It seemed to many at that time that there was a complete parallelism between electricity and magnetism: that there are electric charges, but there are also magnetic charges, and the world of electrical phenomena has a similar world of magnetic phenomena in everything. Oersted's discovery was then interpreted by many in such a way that under the action of a current, the wire through which this current flows is magnetized, and therefore acts on a magnetic needle. Ampere put forward a fundamentally new, radical and even, at first glance, bold idea: there are no magnetic charges in nature at all, there are only electric charges, and magnetism arises only due to the movement of electric charges, i.e. due to electric currents .
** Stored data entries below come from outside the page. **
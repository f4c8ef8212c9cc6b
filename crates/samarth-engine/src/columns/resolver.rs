//! Column lookup by alias, fiscal-year label and year-like shape.

use super::SemanticField;
use crate::dataset::Dataset;
use once_cell::sync::Lazy;
use regex::Regex;
use tracing::debug;

// A 19xx/20xx token not glued to other digits. Underscores count as separators.
static YEAR_TOKEN: Lazy<Regex> = Lazy::new(|| {
    Regex::new(r"(?:^|[^0-9])(?:19|20)\d{2}(?:[^0-9]|$)").expect("Invalid regex: year token")
});

static NON_ALNUM_RUN: Lazy<Regex> =
    Lazy::new(|| Regex::new(r"[^a-z0-9]+").expect("Invalid regex: non-alphanumeric run"));

/// Resolve a semantic field against a dataset's columns.
pub fn resolve(dataset: &Dataset, field: SemanticField) -> Option<String> {
    resolve_in(&dataset.column_names(), field)
}

/// Resolve a semantic field against a list of column names.
///
/// Alias order is priority: the first alias that matches any column wins,
/// regardless of where that column sits. Matching is exact after trimming
/// and lower-casing the column name.
pub fn resolve_in(columns: &[String], field: SemanticField) -> Option<String> {
    for alias in field.aliases() {
        if let Some(col) = columns
            .iter()
            .find(|col| col.trim().to_lowercase() == *alias)
        {
            debug!("Resolved {} -> '{}' via alias '{}'", field, col, alias);
            return Some(col.clone());
        }
    }
    debug!("No column found for {}", field);
    None
}

/// Find the column holding figures for a fiscal year label such as `2016-17`.
///
/// Tried in order:
///
/// 1. a column named exactly like the label
/// 2. a column whose simplified name equals the simplified label (`_2016_17`)
/// 3. a column whose simplified name holds the label as whole tokens
///    (`2016-17 (Actuals)`); the one with the fewest tokens wins, so
///    `_2015_16_vs_2016_17_growth` loses to a plainer sibling
pub fn find_fiscal_year_column(columns: &[String], label: &str) -> Option<String> {
    if let Some(exact) = columns.iter().find(|c| c.trim() == label) {
        return Some(exact.clone());
    }

    let needle = simplify(label);
    if needle.is_empty() {
        return None;
    }
    if let Some(equal) = columns.iter().find(|c| simplify(c) == needle) {
        return Some(equal.clone());
    }

    let needle_tokens: Vec<&str> = needle.split('_').collect();
    let mut best: Option<(usize, &String)> = None;
    for col in columns {
        let simplified = simplify(col);
        let tokens: Vec<&str> = simplified.split('_').collect();
        let bounded = tokens
            .windows(needle_tokens.len())
            .any(|window| window == needle_tokens.as_slice());
        if bounded && best.is_none_or(|(count, _)| tokens.len() < count) {
            best = Some((tokens.len(), col));
        }
    }
    if let Some((_, col)) = best {
        debug!("Fiscal year {} -> '{}' by token match", label, col);
    }
    best.map(|(_, col)| col.clone())
}

/// Columns whose names carry a 4-digit year.
pub fn year_like_columns(columns: &[String]) -> Vec<String> {
    columns
        .iter()
        .filter(|c| YEAR_TOKEN.is_match(c))
        .cloned()
        .collect()
}

fn simplify(name: &str) -> String {
    let lower = name.to_lowercase();
    NON_ALNUM_RUN
        .replace_all(&lower, "_")
        .trim_matches('_')
        .to_string()
}

#[cfg(test)]
mod tests {
    use super::*;

    fn cols(names: &[&str]) -> Vec<String> {
        names.iter().map(|s| s.to_string()).collect()
    }

    // ==================== resolve_in tests ====================

    #[test]
    fn test_resolve_case_and_whitespace_insensitive() {
        let columns = cols(&["  State_Name ", "Rainfall_MM"]);
        assert_eq!(
            resolve_in(&columns, SemanticField::State),
            Some("  State_Name ".to_string())
        );
        assert_eq!(
            resolve_in(&columns, SemanticField::Rainfall),
            Some("Rainfall_MM".to_string())
        );
    }

    #[test]
    fn test_resolve_alias_order_is_priority() {
        // "state_name" comes first in the columns, but "state" is the
        // higher-priority alias.
        let columns = cols(&["state_name", "district", "state"]);
        assert_eq!(
            resolve_in(&columns, SemanticField::State),
            Some("state".to_string())
        );
    }

    #[test]
    fn test_resolve_is_exact_not_substring() {
        let columns = cols(&["state_code", "crop_year"]);
        assert_eq!(resolve_in(&columns, SemanticField::State), None);
        assert_eq!(resolve_in(&columns, SemanticField::Crop), None);
    }

    #[test]
    fn test_resolve_not_found_for_every_field() {
        let columns = cols(&["unrelated", "other"]);
        for field in SemanticField::ALL {
            assert_eq!(resolve_in(&columns, field), None, "field {}", field);
        }
        for field in SemanticField::ALL {
            assert_eq!(resolve_in(&[], field), None, "field {}", field);
        }
    }

    // ==================== fiscal year column tests ====================

    #[test]
    fn test_find_fiscal_year_column_exact() {
        let columns = cols(&["state_name", "2016-17", "_2016_17"]);
        assert_eq!(
            find_fiscal_year_column(&columns, "2016-17"),
            Some("2016-17".to_string())
        );
    }

    #[test]
    fn test_find_fiscal_year_column_underscored() {
        let columns = cols(&["state_name", "_2015_16", "_2016_17"]);
        assert_eq!(
            find_fiscal_year_column(&columns, "2016-17"),
            Some("_2016_17".to_string())
        );
    }

    #[test]
    fn test_find_fiscal_year_column_with_suffix() {
        let columns = cols(&["State", "2017-18 (Actuals)"]);
        assert_eq!(
            find_fiscal_year_column(&columns, "2017-18"),
            Some("2017-18 (Actuals)".to_string())
        );
    }

    #[test]
    fn test_find_fiscal_year_column_skips_growth_sibling() {
        let columns = cols(&["state_name", "_2015_16_vs_2016_17_growth", "_2016_17", "_2017_18"]);
        assert_eq!(
            find_fiscal_year_column(&columns, "2016-17"),
            Some("_2016_17".to_string())
        );
    }

    #[test]
    fn test_find_fiscal_year_column_prefers_fewest_tokens() {
        let columns = cols(&["2016-17 vs 2017-18 growth (%)", "2017-18 (Actuals)"]);
        assert_eq!(
            find_fiscal_year_column(&columns, "2017-18"),
            Some("2017-18 (Actuals)".to_string())
        );
    }

    #[test]
    fn test_find_fiscal_year_column_token_bounded() {
        // "2016_170" must not match "2016-17".
        let columns = cols(&["state_name", "x_2016_170"]);
        assert_eq!(find_fiscal_year_column(&columns, "2016-17"), None);
    }

    #[test]
    fn test_find_fiscal_year_column_absent() {
        let columns = cols(&["state_name", "_2015_16"]);
        assert_eq!(find_fiscal_year_column(&columns, "2016-17"), None);
    }

    // ==================== year_like_columns tests ====================

    #[test]
    fn test_year_like_columns() {
        let columns = cols(&["state_name", "_2015_16", "2019-20 - BE", "code_12345", "total"]);
        assert_eq!(year_like_columns(&columns), cols(&["_2015_16", "2019-20 - BE"]));
    }
}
Nearly two hundred years have passed since Ampère came up with this hypothesis, and it would seem that it is time to find out whether he was right (and then the name “hypothesis” becomes inappropriate), or whether it should be abandoned. First impression: Ampère's hypothesis is contradicted even by the very fact of the existence of permanent magnets: after all, there seem to be no currents responsible for the occurrence of magnetism here! Ampère objects: magnetism is generated by a huge number of tiny electric atomic current circuits (one can only be amazed that such a profound idea could have appeared at a time when not only did they not know anything about the structure of atoms, but even the word “electron” did not even exist yet!) Each such circuit acts as a "magnetic sheet" - an elementary magnetic two-terminal network. This explains why magnetic charges of the same sign - "magnetic monopoles", unlike electric monopoles, do not occur in nature.

Why is it still a "hypothesis"? After all, more than once it seemed that “magnets” had been found in which there were no electric charges. Take, for example, the neutron. This particle has zero electric charge, but has a magnetic moment. Again a "moment", i.e., again a magnetic two-terminal network, and its appearance is again explained in the current theory of elementary particles by "microscopic" currents, only now not inside the atom, but inside the neutron. So is it possible to confidently assert that magnetism is always generated by the movement of electric charges? Ampere's hypothesis in such a pointed formulation is not accepted by all theorists. Moreover, some versions of the theory say that magnetic monopoles (“single-poles”) should appear, but only at huge energies that are unattainable for us today.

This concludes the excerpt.